I really appreciate your answer, I finally found the problem and fixed it! It was problem of multiprocessing, not memory.

I did the same calculation by reducing the number of processors (-np option in Q-Chem 4.4) by half, from the maximum number of CPUs to 1. And I found that only with 24 processors or less, the program works fine without throwing any errors.
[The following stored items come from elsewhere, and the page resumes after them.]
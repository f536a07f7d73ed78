//! sndutils CLI - row-wise transformations over snd tables
//!
//! ```bash
//! sndutils rank [-0] in.snd              # percentile ranks, -0 for zero truncation
//! sndutils selcol col.list [in.snd]      # keep columns named in col.list (stdin if no input)
//! sndutils noise [-r 0.3] in.snd         # randomly turn values into zero
//! sndutils top in.snd                    # two largest values per row and their labels
//! ```
//!
//! Every input path accepts `-` for standard input. Output goes to standard output, logs to
//! standard error (`RUST_LOG` or `-v`).

use std::io::{self, Write};
use std::path::{Path, PathBuf};
use std::process::ExitCode;
use std::sync::Arc;

use anyhow::{Context, Result};
use clap::error::ErrorKind;
use clap::{Parser, Subcommand};
use tracing_subscriber::EnvFilter;

use sndutils::execution::{RunContext, Runner, TracingObserver};
use sndutils::ingestion::{STDIN_PATH, SndWriter, open_path};
use sndutils::processing::{
    ColumnSelector, DEFAULT_NOISE_RATE, NoiseInjector, NoiseOptions, RankOptions, Ranker,
    RecordTransform, TopTwoReporter,
};

#[derive(Parser)]
#[command(name = "sndutils")]
#[command(about = "Row-wise transformations over tab-separated snd tables", long_about = None)]
#[command(arg_required_else_help = true)]
struct Cli {
    /// Log debug details to stderr
    #[arg(short, long, global = true)]
    verbose: bool,

    #[command(subcommand)]
    command: Commands,
}

#[derive(Subcommand)]
enum Commands {
    /// Convert numbers to zero-truncated ranks
    Rank {
        /// Rank values <= 0 as a bare 0 and leave them out of the population
        #[arg(short = '0')]
        zero_truncate: bool,

        /// Input snd file
        input: PathBuf,
    },

    /// Select columns based on their names
    Selcol {
        /// Column names to keep, one per line
        col_list: PathBuf,

        /// Input snd file (default: stdin)
        input: Option<PathBuf>,
    },

    /// Randomly turn some values to zero
    Noise {
        /// Probability of zeroing each value
        #[arg(short = 'r', long = "rate", default_value_t = DEFAULT_NOISE_RATE)]
        rate: f64,

        /// Seed for a reproducible run
        #[arg(long)]
        seed: Option<u64>,

        /// Input snd file
        input: PathBuf,
    },

    /// Report the top 2 classes of each row
    Top {
        /// Input snd file
        input: PathBuf,
    },
}

fn main() -> ExitCode {
    let cli = match Cli::try_parse() {
        Ok(cli) => cli,
        Err(e) => {
            let _ = e.print();
            return match e.kind() {
                ErrorKind::DisplayHelp | ErrorKind::DisplayVersion => ExitCode::SUCCESS,
                _ => ExitCode::FAILURE,
            };
        }
    };

    init_tracing(cli.verbose);

    match run(cli.command) {
        Ok(()) => ExitCode::SUCCESS,
        Err(e) => {
            eprintln!("error: {e:#}");
            ExitCode::FAILURE
        }
    }
}

fn init_tracing(verbose: bool) {
    let filter = if verbose {
        EnvFilter::new("debug")
    } else {
        EnvFilter::try_from_default_env().unwrap_or_else(|_| EnvFilter::new("warn"))
    };
    tracing_subscriber::fmt()
        .with_env_filter(filter)
        .with_writer(io::stderr)
        .with_target(false)
        .init();
}

fn run(command: Commands) -> Result<()> {
    let runner = Runner::new().with_observer(Arc::new(TracingObserver));
    let mut writer = SndWriter::new(io::stdout().lock());

    match command {
        Commands::Rank {
            zero_truncate,
            input,
        } => {
            let mut ranker = Ranker::new(RankOptions { zero_truncate });
            stream(&runner, "rank", &input, &mut writer, &mut ranker)
        }
        Commands::Selcol { col_list, input } => {
            let names = open_path(&col_list)
                .with_context(|| format!("opening name list {}", col_list.display()))?;
            let mut selector = ColumnSelector::from_reader(names)
                .with_context(|| format!("reading name list {}", col_list.display()))?;
            let input = input.unwrap_or_else(|| PathBuf::from(STDIN_PATH));
            stream(&runner, "selcol", &input, &mut writer, &mut selector)
        }
        Commands::Noise { rate, seed, input } => {
            let mut noise = NoiseInjector::from_options(&NoiseOptions { rate, seed })?;
            stream(&runner, "noise", &input, &mut writer, &mut noise)
        }
        Commands::Top { input } => {
            let mut top = TopTwoReporter::new();
            stream(&runner, "top", &input, &mut writer, &mut top)
        }
    }
}

fn stream<W: Write, T: RecordTransform>(
    runner: &Runner,
    command: &'static str,
    input: &Path,
    writer: &mut SndWriter<W>,
    transform: &mut T,
) -> Result<()> {
    let reader = open_path(input).with_context(|| format!("opening {}", input.display()))?;
    let ctx = RunContext {
        command,
        input: input.to_path_buf(),
    };
    runner
        .run(&ctx, reader, writer, transform)
        .with_context(|| format!("{command} failed on {}", input.display()))?;
    Ok(())
}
I have fixed the problem, but I still have a question. When I look at the output of Q-Chem, I only see 8 threads at the very beginning. Does this mean that it doesn’t recognize the entire (say, 24) processors as it should? When I monitor the processor during the SCF calculation, it will use all the processors I set, but TDDFT uses one processor, so I think this may have been caused by the process of reducing processors.

There is some memory overhead associated with multithreading that I do not completely understand. If you contact Q-Chem support, they might have a better answer.

Regarding the number of threads, this should be printed just before the start of the SCF cycles and should correspond to whatever was specified with -np. TDDFT should be using the same number of threads. I haven’t benchmarked it carefully, but we definitely see noticeable speedups for multithreading in both SCF and TDDFT. Possibly the latter is a more recent feature than your version of Q-Chem (?). Not sure.

Thank you for your kind answer. I’ll contact Q-Chem support to check on the multithreading in both SCF and TDDFT with recent version update.